Looking down the barrel
Mark Lister talks to emergency doctors in London and Chicago about the implications gun shot wounds have on health professionals and health services
In the flash of a bullet, a gun wound can destroy vital organs, unleash pints of blood, produce serious systemic infection, and cause widespread bodily chaos. The reality of such images is increasing in the bitter shootings of youths that confront staff in emergency departments. In the United Kingdom, the phrase gun culture is used widely, more so since the fatal shootings of two girls in Birmingham who were caught in the crossfire of a gangland shoot out.
A public health emergency
Certain states in the United States consider the rise in gun culture a public health emergency, which is threatening to break emergency services. Consequently, doctors have had to rapidly evolve in the way they work to handle the demands of injuries that guns can cause. About 39 000 shootings present to emergency rooms throughout the United States every year.1
Cai Glushak, medical director of the emergency medical services, at the University of Chicago Hospital, Illinois, says Chicago is still "leader of the pack in terms of homicide rates." Shootings are normally associated with young male gang members, and as such present security worries to healthcare professionals who need to give treatment. Glushak says, "There have been significant violent episodes. There is increased attention to hospital emergency room workers because of violent patients or visitors. Most now have armed security guards and better response protocols. It's not uncommon to see police at bedsides."
Bullet proof vests
Although gun wounds to emergency workers are still exceptionally rare, Glushak points out that "paramedics who operate in high risk areas have some sort of bullet proof vest protection. It's not issued to them, it's their own decision whether they want to buy (at a cost of several hundred dollars) proving invaluable to some paramedics. In Chicago it's a small number of incidents but it's regularly reported and there are also threats at gunpoint. They tend to come from people picked up by paramedics who are intoxicated or who have some kind of altered mental status, not intentionally aiming for paramedics."
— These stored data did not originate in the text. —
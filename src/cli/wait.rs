//! One-shot countdown for scripts.

use anyhow::{bail, Context, Result};
use tokio::sync::mpsc;
use tracing::{debug, warn};

use super::display::Display;
use crate::engine::{CountdownEngine, TimerEvent};
use crate::notify::CompletionNotifier;
use crate::types::{CountdownConfig, Hms};

/// Counts `input` down once, printing every event, and returns when it
/// completes.
///
/// # Errors
///
/// Returns an error if `input` is zero, if the countdown is interrupted with
/// Ctrl-C, or if an event cannot be written.
pub async fn run_until_complete<N>(
    config: CountdownConfig,
    input: Hms,
    json: bool,
    notifier: &N,
) -> Result<()>
where
    N: CompletionNotifier + ?Sized,
{
    if input.is_zero() {
        bail!("nothing to count down: duration is {}", input);
    }

    let (event_tx, mut events) = mpsc::unbounded_channel();
    let mut engine = CountdownEngine::new(config, event_tx)?;
    engine.configure_duration(input)?;
    engine.start().context("Failed to start countdown")?;

    let ctrl_c = tokio::signal::ctrl_c();
    tokio::pin!(ctrl_c);

    loop {
        tokio::select! {
            event = events.recv() => {
                let Some(event) = event else {
                    bail!("countdown stopped before completing");
                };

                if json {
                    Display::show_event_json(&event)?;
                } else {
                    Display::show_event(&event);
                }

                if let TimerEvent::Completed { input } = event {
                    if let Err(e) = notifier.notify_completed(input) {
                        warn!("completion alert failed: {}", e);
                    }
                    debug!("wait finished");
                    return Ok(());
                }
            }
            _ = &mut ctrl_c => {
                engine.shutdown();
                bail!("interrupted at {}", engine.snapshot().remaining);
            }
        }
    }
}
impl Default for RunState {
    fn default() -> Self {
        RunState::Idle
    }
}

// ============================================================================
// PrimaryLabel
// ============================================================================

/// Label of the start/pause/resume button.
#[derive(Debug, Clone, Copy, PartialEq, Eq, Serialize)]
#[serde(rename_all = "snake_case")]
pub enum PrimaryLabel {
    Start,
    Pause,
    Resume,
}

impl PrimaryLabel {
    pub fn as_str(&self) -> &'static str {
        match self {
            PrimaryLabel::Start => "Start",
            PrimaryLabel::Pause => "Pause",
            PrimaryLabel::Resume => "Resume",
        }
    }
}

// ============================================================================
// RestartPolicy / CountdownConfig
// ============================================================================

/// What `restart` does after reseeding the remaining time.
#[derive(Debug, Clone, Copy, PartialEq, Eq, Serialize, Deserialize, clap::ValueEnum)]
#[serde(rename_all = "snake_case")]
pub enum RestartPolicy {
    /// Leave the timer paused until the user starts it again
    Pause,
    /// Start counting immediately
    AutoResume,
}

impl Default for RestartPolicy {
    fn default() -> Self {
        RestartPolicy::Pause
    }
}

/// Lower bound for the tick period in milliseconds.
pub const MIN_TICK_PERIOD_MS: u64 = 1;

/// Upper bound for the tick period in milliseconds.
pub const MAX_TICK_PERIOD_MS: u64 = 60_000;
Trauma systems develop to cope
Illinois boasts one of the oldest and most refined trauma systems. Specific criteria have developed for trauma care. Hospitals are categorised, in a unique scheme, into different levels depending on the trauma service provided. According to Glushak, "Any wound from neck to abdomen gets routed directly to a high level trauma centre." This evolution of trauma care, in response to the problem, has "vastly improved outcome. There has been a decrease in mortality. It has been speculated it's a function of effective trauma care--not fewer injuries." Advocates of the US system argue emergency care of patients with gunshot wounds has reached such a high level of skill that little more can be achieved in increasing survival rates.
 REX FEATURES/JOHN LYNN
The realisation that people were being shot faster than they could be repaired has cultivated a new breed of doctors eager to exploit their position and experience to help mould public policy. "Five or six years ago there was a strong physician movement to tackle the issue. Latest efforts are to tackle gun manufacturers. Something needs to be done but no one's found a solution." Glushak estimates that about 40% of inner city admissions are penetrating injuries (knife and gun).
At the sharp end
Across the pond, the United Kingdom does not have such an epidemic of gunshot wounds, despite what the media say. Dr Lemen, emergency physician at St Thomas's Hospital, London, says only one or two admissions a month are gun related. "There is an increase in gun related crime, particularly in London," he says. "Despite the great media concern the vast majority of injuries are stabbings (20 per week) and other blunt assaults (100 per week)--such penetrating injuries are more common and a greater cause of morbidity. More people die from being stabbed than shot because there are more people being stabbed. The trouble with guns is the fatality rate of an assault is around 30%-50% whereas the mortality rate of being stabbed is probably only 1% or 2%. Stabbing is a far more common crime."
Yet the rise in gun culture has still required health workers to embrace a new environment and new ways of working. The United Kingdom has not adopted the injury specific code of the United States for dealing with trauma patients. "The structure in an emergency department allows for sufficient training to deal with it." Mirroring the United States, such injuries are mainly non-domestic. Lemen says, "Staff work in close cooperation with the police. If police accompany the patient in, they may retain and seal their clothing. This is the police's responsibility. They also ask for access to blood samples. We treat under the same code of ethics as for all other patients. There is no need for us to know the details of the incident."
As the use of firearms to cause injuries has tightened its grip, emergency services across the world have to evolve and rise to the problem. The United Kingdom still has other causes of trauma topping the list of emergency admissions, but gun violence and everything associated with it is a growing concern for those on the front line. Some people may fear that what the United States has today, the United Kingdom will have tomorrow.
Mark Lister third year medical student, University of Leeds
Email: Ugm0mal@leeds.ac.uk
- Bureau of Justice Statistics. Firearms and crime statistics. Washington, DC: BoJS, 2000. www.ojp.usdoj.gov/bjs/guns.htm (accessed 16 May 2003).